4. We have now completed interpretation of the 3 factors
with eigen values of 1 or more. We will now look at some
additional issues which may be of importance in using factor
analysis.
Slide 8 contd...
Slide 9
Additional Issues in Interpreting Solutions
1. We must guard against the possibility that a variable may load highly on more than one factors. Strictly speaking, a variable should load close to 1.00 on one and only one factor, and load close to 0 on the other factors. If this is not the case, it indicates that either the sample of respondents have more than one opinion about the variable, or that the question/ variable may be unclear in its phrasing.
2. The other issue important in practical use of factor analysis is the answer to the question ‘what should be considered a high loading and what is not a high loading?” Here, unfortunately, there is no clear-cut guideline, and many a time, we must look at relative values in the factor matrix. Sometimes, 0.7 may be treated as a high value, while sometimes 0.9 could be the cutoff for high values.
Slide 9…contd…Additional Issues (Contd.)
1. The proportion of variance in any one of the original variables which is captured by the extracted factors is known as Communality.
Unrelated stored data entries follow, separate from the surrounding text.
//! Fuzzy date location and normalization.

use chrono::{Datelike, NaiveDate};

use super::clean_whitespace;
use super::patterns::{
    DATE_NUMERIC_DMY, DATE_NUMERIC_YMD, DATE_TEXTUAL_DMY, DATE_TEXTUAL_MDY, ORDINAL_AFTER_DIGIT,
};
use crate::models::config::{DateFallback, ExtractionConfig};

/// Calendar templates for textual day-month-year candidates.
const TEXTUAL_DMY_FORMATS: &[&str] = &["%d %B %Y", "%d %b %Y"];

/// Calendar templates for textual month-day-year candidates.
const TEXTUAL_MDY_FORMATS: &[&str] = &["%B %d %Y", "%b %d %Y"];

/// Repair ordinal suffixes that OCR garbled into stray symbols, then strip
/// real ones, so both `17% April 2025` and `11th March 2025` parse.
pub(crate) fn strip_ordinals(candidate: &str) -> String {
    let repaired = candidate.replace('%', "th").replace('º', "th");
    ORDINAL_AFTER_DIGIT.replace_all(&repaired, "${1}").into_owned()
}

/// Two-digit years are windowed: 00-50 land in the 2000s, 51-99 in the
/// 1900s.
pub(crate) fn expand_year(raw: &str) -> i32 {
    let year: i32 = raw.parse().unwrap_or(0);
    if year < 100 {
        if year <= 50 {
            2000 + year
        } else {
            1900 + year
        }
    } else {
        year
    }
}

/// Locate a date-shaped substring anywhere in `text` and return it in the
/// configured canonical format.
///
/// Shapes are tried in order: numeric year-first (already-canonical values
/// pass through unchanged), textual day-month-year with OCR ordinal
/// repair, numeric day-first, textual month-day-year. The first shape that
/// yields a candidate decides the outcome: a parse whose year falls in the
/// plausible range comes back canonical, anything else follows the
/// configured fallback policy. Returns `None` when no shape matches at
/// all. Never panics.
pub fn find_date(text: &str, config: &ExtractionConfig) -> Option<String> {
    if text.trim().is_empty() {
        return None;
    }

    if let Some(caps) = DATE_NUMERIC_YMD.captures(text) {
        let parsed = NaiveDate::from_ymd_opt(
            caps[1].parse().unwrap_or(0),
            caps[2].parse().unwrap_or(0),
            caps[3].parse().unwrap_or(0),
        );
        return finish(parsed, &caps[0], config);
    }

    if let Some(caps) = DATE_TEXTUAL_DMY.captures(text) {
        let cleaned = strip_ordinals(&caps[1]);
        let parsed = parse_templates(&cleaned, TEXTUAL_DMY_FORMATS);
        return finish(parsed, &cleaned, config);
    }

    if let Some(caps) = DATE_NUMERIC_DMY.captures(text) {
        let parsed = NaiveDate::from_ymd_opt(
            expand_year(&caps[3]),
            caps[2].parse().unwrap_or(0),
            caps[1].parse().unwrap_or(0),
        );
        return finish(parsed, &caps[0], config);
    }

    if let Some(caps) = DATE_TEXTUAL_MDY.captures(text) {
        let cleaned = strip_ordinals(&caps[1]);
        let parsed = parse_templates(&cleaned, TEXTUAL_MDY_FORMATS);
        return finish(parsed, &cleaned, config);
    }

    None
}

fn parse_templates(candidate: &str, formats: &[&str]) -> Option<NaiveDate> {
    let cleaned = clean_whitespace(candidate);
    formats
        .iter()
        .find_map(|format| NaiveDate::parse_from_str(&cleaned, format).ok())
}

fn finish(parsed: Option<NaiveDate>, candidate: &str, config: &ExtractionConfig) -> Option<String> {
    match parsed {
        Some(date) if config.year_plausible(date.year()) => {
            Some(date.format(&config.date_format).to_string())
        }
        _ => match config.date_fallback {
            DateFallback::CleanedText => Some(clean_whitespace(candidate)),
            DateFallback::Sentinel => None,
        },
    }
}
For example, fig. 3 tells us that after 3 factors were extracted and retained, the communality is 0.72243 for variable 1, 0.45214 for variable 2 and so on (from the column labelled communality in fig. 3). This means that 0.72243 or 72.24 percent of the variance (information content) of variable 1 is being captured by our 3 extracted factors together. Variable 2 exhibits a low communality value of 0.45214. This implies that only 45.214 percent of the variance in variable 2 is captured by our extracted factors. This may also partially explain why variable 2 is not appearing in our final interpretation of the factors (in the earlier section). It is possible that variable 2 is an independent variable which is not combining well with any other variable, and therefore should be further investigated separately. “Freedom” could be a different concept in the minds of our target audience.
2. As a final comment, it is again the author’s recommendation that we use the rotated factor matrix (rather than unrotated factor matrix) for interpreting factors, particularly when we use the principal components method for extraction of factors in stage 1.